BEGIN

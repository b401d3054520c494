//! In-memory identity storage for development and testing
//!
//! Keeps all identities in memory behind an async lock. Suitable for
//! tests or small single-process deployments.

use async_trait::async_trait;
use std::collections::HashMap;
use std::sync::Arc;
use tokio::sync::RwLock;

use super::traits::UserRepository;
use crate::auth::identity::Identity;
use crate::error::{GatepostError, Result};

/// In-memory user repository
pub struct MemoryUserRepository {
    // username -> identity; emails are indexed separately to keep the
    // uniqueness check O(1)
    users: Arc<RwLock<HashMap<String, Identity>>>,
    email_index: Arc<RwLock<HashMap<String, String>>>, // email -> username
}

impl MemoryUserRepository {
    pub fn new() -> Self {
        Self {
            users: Arc::new(RwLock::new(HashMap::new())),
            email_index: Arc::new(RwLock::new(HashMap::new())),
        }
    }
}

impl Default for MemoryUserRepository {
    fn default() -> Self {
        Self::new()
    }
}

#[async_trait]
impl UserRepository for MemoryUserRepository {
    async fn find_by_username(&self, username: &str) -> Result<Option<Identity>> {
        Ok(self.users.read().await.get(username).cloned())
    }

    async fn find_by_email(&self, email: &str) -> Result<Option<Identity>> {
        // Copy the username out and release the index guard before
        // touching the user map; holding both here would invert the
        // lock order taken by `insert`.
        let username = match self.email_index.read().await.get(email) {
            Some(username) => username.clone(),
            None => return Ok(None),
        };
        Ok(self.users.read().await.get(&username).cloned())
    }

    async fn insert(&self, identity: Identity) -> Result<()> {
        let mut users = self.users.write().await;
        let mut email_index = self.email_index.write().await;

        if users.contains_key(&identity.username) {
            return Err(GatepostError::Conflict(format!(
                "username '{}' already exists",
                identity.username
            )));
        }
        if email_index.contains_key(&identity.email) {
            return Err(GatepostError::Conflict(format!(
                "email '{}' already exists",
                identity.email
            )));
        }

        email_index.insert(identity.email.clone(), identity.username.clone());
        users.insert(identity.username.clone(), identity);
        Ok(())
    }

    async fn update_password_hash(&self, username: &str, password_hash: &str) -> Result<()> {
        let mut users = self.users.write().await;
        match users.get_mut(username) {
            Some(identity) => {
                identity.password_hash = password_hash.to_string();
                Ok(())
            }
            None => Err(GatepostError::StorageError(format!(
                "no identity for username '{}'",
                username
            ))),
        }
    }
}

#[cfg(test)]
mod tests {
    use super::*;
    use crate::auth::identity::Role;
    use chrono::Utc;
    use uuid::Uuid;

    fn identity(username: &str, email: &str) -> Identity {
        Identity {
            id: Uuid::new_v4(),
            username: username.to_string(),
            email: email.to_string(),
            password_hash: "$argon2id$placeholder".to_string(),
            role: Role::User,
            created_at: Utc::now(),
        }
    }

    #[tokio::test]
    async fn test_insert_and_lookup() {
        let repo = MemoryUserRepository::new();
        repo.insert(identity("alice", "alice@example.com"))
            .await
            .unwrap();

        let by_name = repo.find_by_username("alice").await.unwrap();
        assert!(by_name.is_some());

        let by_email = repo.find_by_email("alice@example.com").await.unwrap();
        assert_eq!(by_email.unwrap().username, "alice");
    }

    #[tokio::test]
    async fn test_username_lookup_is_case_sensitive() {
        let repo = MemoryUserRepository::new();
        repo.insert(identity("Alice", "alice@example.com"))
            .await
            .unwrap();
        assert!(repo.find_by_username("alice").await.unwrap().is_none());
    }

    #[tokio::test]
    async fn test_duplicate_username_conflicts() {
        let repo = MemoryUserRepository::new();
        repo.insert(identity("alice", "alice@example.com"))
            .await
            .unwrap();
        let result = repo.insert(identity("alice", "other@example.com")).await;
        assert!(matches!(result, Err(GatepostError::Conflict(_))));
    }

    #[tokio::test]
    async fn test_duplicate_email_conflicts() {
        let repo = MemoryUserRepository::new();
        repo.insert(identity("alice", "alice@example.com"))
            .await
            .unwrap();
        let result = repo.insert(identity("bob", "alice@example.com")).await;
        assert!(matches!(result, Err(GatepostError::Conflict(_))));
    }

    #[tokio::test]
    async fn test_update_password_hash() {
        let repo = MemoryUserRepository::new();
        repo.insert(identity("alice", "alice@example.com"))
            .await
            .unwrap();
        repo.update_password_hash("alice", "$argon2id$replacement")
            .await
            .unwrap();
        let stored = repo.find_by_username("alice").await.unwrap().unwrap();
        assert_eq!(stored.password_hash, "$argon2id$replacement");
    }

    #[tokio::test(flavor = "multi_thread", worker_threads = 2)]
    async fn test_concurrent_insert_and_email_lookup_make_progress() {
        let repo = Arc::new(MemoryUserRepository::new());

        let writer = {
            let repo = repo.clone();
            tokio::spawn(async move {
                for i in 0..200 {
                    repo.insert(identity(
                        &format!("user{}", i),
                        &format!("user{}@example.com", i),
                    ))
                    .await
                    .unwrap();
                }
            })
        };
        let reader = {
            let repo = repo.clone();
            tokio::spawn(async move {
                for _ in 0..1000 {
                    let _ = repo.find_by_email("user0@example.com").await.unwrap();
                }
            })
        };

        tokio::time::timeout(std::time::Duration::from_secs(30), async {
            writer.await.unwrap();
            reader.await.unwrap();
        })
        .await
        .expect("concurrent insert and email lookup must not block each other");
    }

    #[tokio::test]
    async fn test_update_password_hash_unknown_user() {
        let repo = MemoryUserRepository::new();
        let result = repo.update_password_hash("ghost", "$argon2id$x").await;
        assert!(matches!(result, Err(GatepostError::StorageError(_))));
    }
}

END

WHAT YOU HAVE TO DO ▸ Scan the records above, then copy out each line that mentions "replacement".

TASK RESULT ▸
        repo.update_password_hash("alice", "$argon2id$replacement")
        assert_eq!(stored.password_hash, "$argon2id$replacement");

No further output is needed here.